Il y a presque un an jour pour jour, le 13 juin 2015. Les joueurs français jouent leur dernier match de la saison, en amical contre l’Albanie. À la mi-temps, les Bleus sont menés 1-0 par leurs modestes adversaires, et Didier Deschamps ne décolère pas. « Il manque beaucoup de choses à cette équipe de France » , explique-il au micro de TF1 avant de se placer sur le banc pour le second acte. Le « beaucoup de choses » , c’est surtout de l’envie, de l’implication, du caractère. Et Dimitri Payet est clairement dans la ligne de mire de son sélectionneur, après sa première mi-temps catastrophique. Positionné en meneur de jeu derrière Giroud, Griezmann et Lacazette, il est remplacé par Paul Pogba dès la pause. Un coup dur, surtout que le capitaine officieux de l’EdF, Patrice Évra, y va aussi de son lot de reproches après le match. « C’est un manque de respect par rapport au maillot de l’équipe de France. Il y a eu un manque d’investissement. Si le coach prend des décisions, il ne faudra pas venir pleurer » , insinue-t-il. Payet, qui avait déjà été ciblé par DD lors de la tournée de juin 2013 en Amérique du Sud, est encore pointé du doigt pour son manque d’implication.
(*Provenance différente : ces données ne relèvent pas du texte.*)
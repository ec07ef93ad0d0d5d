//! Embeddable YouTube playlist widget.
//!
//! Fetches a playlist through the YouTube Data API, builds a view model of
//! its items and keeps track of which one is playing in the embedded player.
//!
//! ```no_run
//! use std::sync::Arc;
//! use youtube_playlist::{MountPoint, PlaylistConfig, PlaylistModule, PlaylistWidget, PlayerOptions, YouTubeApiClient};
//!
//! struct Slot;
//!
//! impl MountPoint for Slot {
//!     fn playlist_id(&self) -> Option<String> {
//!         Some("PLxxxxxxxx".to_string())
//!     }
//!
//!     fn attach(&self, widget: PlaylistWidget) {
//!         println!("{}", youtube_playlist::playlist::html::render(&widget));
//!     }
//! }
//!
//! # async fn demo() -> youtube_playlist::Result<()> {
//! let config = PlaylistConfig::new("API_KEY")
//!     .with_mount_targets(vec![Arc::new(Slot) as Arc<dyn MountPoint>])
//!     .with_max_results(20)
//!     .with_player_options(PlayerOptions::new().with("showinfo", 0).with("autoplay", 1).with("rel", 0));
//!
//! let source = Arc::new(YouTubeApiClient::new()?);
//! PlaylistModule::new(config, source).init().await;
//! # Ok(())
//! # }
//! ```

pub mod playlist;

pub use playlist::*;
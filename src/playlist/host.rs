// Host binding: drive Fetch -> Build -> Select for each mount point

use futures::future::join_all;
use std::fmt;
use std::sync::Arc;

use super::errors::{PlaylistError, Result};
use super::models::{ParamValue, PlayerOptions};
use super::render;
use super::traits::{FailureSink, MountPoint, PlaylistSource, TracingSink};
use super::widget::PlaylistWidget;

pub const DEFAULT_MAX_RESULTS: &str = "5";

/// Caller-side configuration of a playlist module
#[derive(Clone)]
pub struct PlaylistConfig {
    pub api_key: String,
    /// Single playlist shown in `element`
    pub playlist_id: Option<String>,
    pub element: Option<Arc<dyn MountPoint>>,
    /// Mounts that each carry their own playlist id
    pub mount_targets: Vec<Arc<dyn MountPoint>>,
    pub max_results: ParamValue,
    pub player_options: PlayerOptions,
}

impl PlaylistConfig {
    pub fn new(api_key: impl Into<String>) -> Self {
        Self {
            api_key: api_key.into(),
            playlist_id: None,
            element: None,
            mount_targets: Vec::new(),
            max_results: ParamValue::from(DEFAULT_MAX_RESULTS),
            player_options: PlayerOptions::default(),
        }
    }

    pub fn with_playlist(mut self, playlist_id: impl Into<String>, element: Arc<dyn MountPoint>) -> Self {
        self.playlist_id = Some(playlist_id.into());
        self.element = Some(element);
        self
    }

    pub fn with_mount_targets(mut self, targets: Vec<Arc<dyn MountPoint>>) -> Self {
        self.mount_targets = targets;
        self
    }

    pub fn with_max_results(mut self, max_results: impl Into<ParamValue>) -> Self {
        self.max_results = max_results.into();
        self
    }

    pub fn with_player_options(mut self, options: PlayerOptions) -> Self {
        self.player_options = options;
        self
    }
}

impl fmt::Debug for PlaylistConfig {
    fn fmt(&self, f: &mut fmt::Formatter<'_>) -> fmt::Result {
        f.debug_struct("PlaylistConfig")
            .field("playlist_id", &self.playlist_id)
            .field("element", &self.element.is_some())
            .field("mount_targets", &self.mount_targets.len())
            .field("max_results", &self.max_results)
            .field("player_options", &self.player_options)
            .finish_non_exhaustive()
    }
}

/// What `init` did, for callers that want to know
#[derive(Debug, Clone, Copy, Default, PartialEq, Eq)]
pub struct InitReport {
    pub attached: usize,
    pub failed: usize,
}

struct Job {
    playlist_id: String,
    mount: Arc<dyn MountPoint>,
}

pub struct PlaylistModule {
    config: PlaylistConfig,
    source: Arc<dyn PlaylistSource>,
    sink: Arc<dyn FailureSink>,
}

impl PlaylistModule {
    pub fn new(config: PlaylistConfig, source: Arc<dyn PlaylistSource>) -> Self {
        Self {
            config,
            source,
            sink: Arc::new(TracingSink),
        }
    }

    pub fn with_sink(mut self, sink: Arc<dyn FailureSink>) -> Self {
        self.sink = sink;
        self
    }

    pub fn config(&self) -> &PlaylistConfig {
        &self.config
    }

    fn jobs(&self) -> Vec<Job> {
        if !self.config.mount_targets.is_empty() {
            return self
                .config
                .mount_targets
                .iter()
                .filter_map(|mount| match mount.playlist_id() {
                    Some(playlist_id) => Some(Job {
                        playlist_id,
                        mount: Arc::clone(mount),
                    }),
                    None => {
                        tracing::warn!("[Playlist] Mount target without a playlist id, skipped");
                        None
                    }
                })
                .collect();
        }

        match (&self.config.playlist_id, &self.config.element) {
            (Some(playlist_id), Some(element)) => vec![Job {
                playlist_id: playlist_id.clone(),
                mount: Arc::clone(element),
            }],
            (Some(playlist_id), None) => {
                tracing::warn!("[Playlist] No element to mount playlist {}", playlist_id);
                Vec::new()
            }
            _ => Vec::new(),
        }
    }

    /// Run one pipeline per mount; pipelines are independent and unordered.
    pub async fn init(&self) -> InitReport {
        let jobs = self.jobs();
        if jobs.is_empty() {
            tracing::debug!("[Playlist] Nothing to mount");
            return InitReport::default();
        }

        tracing::info!("[Playlist] Mounting {} playlist(s) via {}", jobs.len(), self.source.name());

        let outcomes = join_all(jobs.iter().map(|job| async move {
            match self.run(job).await {
                Ok(()) => true,
                Err(e) => {
                    self.sink.report(&job.playlist_id, &e);
                    false
                }
            }
        }))
        .await;

        let attached = outcomes.iter().filter(|ok| **ok).count();
        InitReport {
            attached,
            failed: outcomes.len() - attached,
        }
    }

    async fn run(&self, job: &Job) -> Result<()> {
        let records = self
            .source
            .fetch(&job.playlist_id, &self.config.max_results, &self.config.api_key)
            .await?;

        let view = render::build(&records);
        // each mount toggles autoplay on its own copy
        let widget = PlaylistWidget::new(job.playlist_id.clone(), view, self.config.player_options.clone());

        tracing::debug!(
            "[Playlist] ✓ {} attached with {} entries",
            job.playlist_id,
            widget.view().len()
        );
        job.mount.attach(widget);
        Ok(())
    }
}

/// Convenience for one-off callers
pub async fn mount_playlists(
    config: PlaylistConfig,
    source: Arc<dyn PlaylistSource>,
) -> Result<InitReport> {
    if config.api_key.trim().is_empty() {
        return Err(PlaylistError::InvalidConfig("api_key is empty".to_string()));
    }
    Ok(PlaylistModule::new(config, source).init().await)
}
// YouTube Data API client for playlist items

use async_trait::async_trait;
use std::time::Duration;

use super::errors::{PlaylistError, Result};
use super::models::{ApiErrorResponse, ParamValue, PlaylistItemsResponse, RawItem};
use super::query::to_query_string;
use super::traits::PlaylistSource;

/// playlistItems endpoint of the YouTube Data API v3
pub const PLAYLIST_ITEMS_ENDPOINT: &str = "https://www.googleapis.com/youtube/v3/playlistItems";

pub const DEFAULT_TIMEOUT_SECS: u64 = 30;

pub const DEFAULT_USER_AGENT: &str = concat!("youtube-playlist/", env!("CARGO_PKG_VERSION"));

/// Network configuration for the API client
#[derive(Debug, Clone)]
pub struct ClientConfig {
    /// Endpoint to query (overridden by tests against a mock server)
    pub base_url: String,
    /// SOCKS5/HTTP proxy URL
    pub proxy: Option<String>,
    /// Request timeout in seconds
    pub timeout_seconds: u64,
    pub user_agent: String,
}

impl Default for ClientConfig {
    fn default() -> Self {
        Self {
            base_url: PLAYLIST_ITEMS_ENDPOINT.to_string(),
            proxy: None,
            timeout_seconds: DEFAULT_TIMEOUT_SECS,
            user_agent: DEFAULT_USER_AGENT.to_string(),
        }
    }
}

impl ClientConfig {
    pub fn with_base_url(mut self, url: impl Into<String>) -> Self {
        self.base_url = url.into();
        self
    }

    pub fn with_proxy(mut self, proxy: Option<String>) -> Self {
        self.proxy = proxy;
        self
    }

    pub fn with_timeout(mut self, seconds: u64) -> Self {
        self.timeout_seconds = seconds;
        self
    }

    pub fn with_user_agent(mut self, user_agent: impl Into<String>) -> Self {
        self.user_agent = user_agent.into();
        self
    }
}

/// Full request URL for one playlist
pub fn request_url(base_url: &str, playlist_id: &str, max_results: &ParamValue, api_key: &str) -> String {
    let query = [
        ("part", "snippet".to_string()),
        ("playlistId", playlist_id.to_string()),
        ("maxResults", max_results.to_string()),
        ("key", api_key.to_string()),
    ];
    format!("{}?{}", base_url, to_query_string(query))
}

/// `PlaylistSource` backed by the YouTube Data API
#[derive(Debug, Clone)]
pub struct YouTubeApiClient {
    client: reqwest::Client,
    base_url: String,
}

impl YouTubeApiClient {
    pub fn new() -> Result<Self> {
        Self::with_config(ClientConfig::default())
    }

    pub fn with_config(config: ClientConfig) -> Result<Self> {
        let mut builder = reqwest::Client::builder()
            .timeout(Duration::from_secs(config.timeout_seconds))
            .user_agent(config.user_agent.as_str());

        if let Some(proxy_url) = config.proxy.as_deref() {
            let proxy = reqwest::Proxy::all(proxy_url)
                .map_err(|e| PlaylistError::InvalidConfig(format!("proxy {}: {}", proxy_url, e)))?;
            tracing::debug!("[YouTubeApi] Using proxy: {}", proxy_url);
            builder = builder.proxy(proxy);
        }

        let client = builder
            .build()
            .map_err(|e| PlaylistError::InvalidConfig(e.to_string()))?;

        Ok(Self {
            client,
            base_url: config.base_url,
        })
    }

    pub fn base_url(&self) -> &str {
        &self.base_url
    }

    /// Turn a non-success response into an error, keeping the API's message
    fn status_error(status: reqwest::StatusCode, body: &str) -> PlaylistError {
        let message = serde_json::from_str::<ApiErrorResponse>(body)
            .ok()
            .and_then(|r| r.error.message)
            .unwrap_or_else(|| status.canonical_reason().unwrap_or("request failed").to_string());

        PlaylistError::HttpStatus {
            status: status.as_u16(),
            message,
        }
    }
}

#[async_trait]
impl PlaylistSource for YouTubeApiClient {
    fn name(&self) -> &'static str {
        "youtube-data-api"
    }

    async fn fetch(
        &self,
        playlist_id: &str,
        max_results: &ParamValue,
        api_key: &str,
    ) -> Result<Vec<RawItem>> {
        let url = request_url(&self.base_url, playlist_id, max_results, api_key);
        tracing::debug!("[YouTubeApi] GET playlist {} (maxResults={})", playlist_id, max_results);

        let response = self.client.get(&url).send().await?;
        let status = response.status();
        let body = response.text().await?;

        if !status.is_success() {
            return Err(Self::status_error(status, &body));
        }

        let parsed: PlaylistItemsResponse = serde_json::from_str(&body)?;
        tracing::debug!("[YouTubeApi] ✓ {} items for {}", parsed.items.len(), playlist_id);

        Ok(parsed.items)
    }
}
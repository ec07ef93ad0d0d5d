// Error types for the playlist pipeline

use thiserror::Error;

/// Result alias used across the playlist module
pub type Result<T> = std::result::Result<T, PlaylistError>;

#[derive(Debug, Clone, Error, PartialEq, Eq)]
pub enum PlaylistError {
    /// Transport failure while talking to the API
    #[error("Network error: {0}")]
    Network(String),

    /// Request did not complete before the client timeout
    #[error("Network timeout: the playlist API is not responding")]
    Timeout,

    /// API answered with a non-success status
    #[error("HTTP {status}: {message}")]
    HttpStatus { status: u16, message: String },

    /// Response body is not the expected JSON structure
    #[error("Decode error: {0}")]
    Decode(String),

    /// `select` called with an index outside the rendered list
    #[error("Index {index} out of range (playlist has {len} items)")]
    IndexOutOfRange { index: usize, len: usize },

    /// No entry carries the requested video id
    #[error("Unknown video id: {0}")]
    UnknownVideo(String),

    /// Selection attempted before the controller was initialized
    #[error("Playlist controller is not initialized")]
    NotInitialized,

    /// Client or module configuration could not be applied
    #[error("Invalid configuration: {0}")]
    InvalidConfig(String),
}

impl PlaylistError {
    /// Transport or non-OK response
    pub fn is_network_failure(&self) -> bool {
        matches!(
            self,
            Self::Network(_) | Self::Timeout | Self::HttpStatus { .. }
        )
    }

    /// Body not parseable as the expected structure
    pub fn is_decode_failure(&self) -> bool {
        matches!(self, Self::Decode(_))
    }
}

impl From<reqwest::Error> for PlaylistError {
    fn from(e: reqwest::Error) -> Self {
        if e.is_timeout() {
            return Self::Timeout;
        }

        if e.is_decode() {
            return Self::Decode(e.to_string());
        }

        if let Some(status) = e.status() {
            return Self::HttpStatus {
                status: status.as_u16(),
                message: e.to_string(),
            };
        }

        Self::Network(e.to_string())
    }
}

impl From<serde_json::Error> for PlaylistError {
    fn from(e: serde_json::Error) -> Self {
        Self::Decode(e.to_string())
    }
}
« J’ai du mal à comprendre le sélectionneur »
Pourtant, Dimitri Payet a des circonstances atténuantes. Sous le soleil de plomb d’Elbasan, face à des Albanais surmotivés, le Réunionnais et ses potes n’ont pas été aidés par l’environnement. Le 13 juin, alors qu’il joue les seconds rôles en EdF et qu’il n’a pas totalement la confiance de Deschamps, Payet n’a en réalité qu’une idée en tête : partir en vacances. Il faut dire que la saison qui vient de s’écouler à Marseille a été éprouvante tant physiquement que mentalement. La méthode Bielsa, combinée à l’immense déception de la fin de saison et au bordel interne au club, a laissé des traces. Alors Payet loupe complètement son match. Si ses coéquipiers ne lui en tiennent pas rigueur, comme Moussa Sissoko qui estime que « c’est un match qui est passé, ça arrive que certains joueurs passent à travers certains matchs, c’est quelque chose de tout à fait normal » , Didier Deschamps est beaucoup plus rancunier.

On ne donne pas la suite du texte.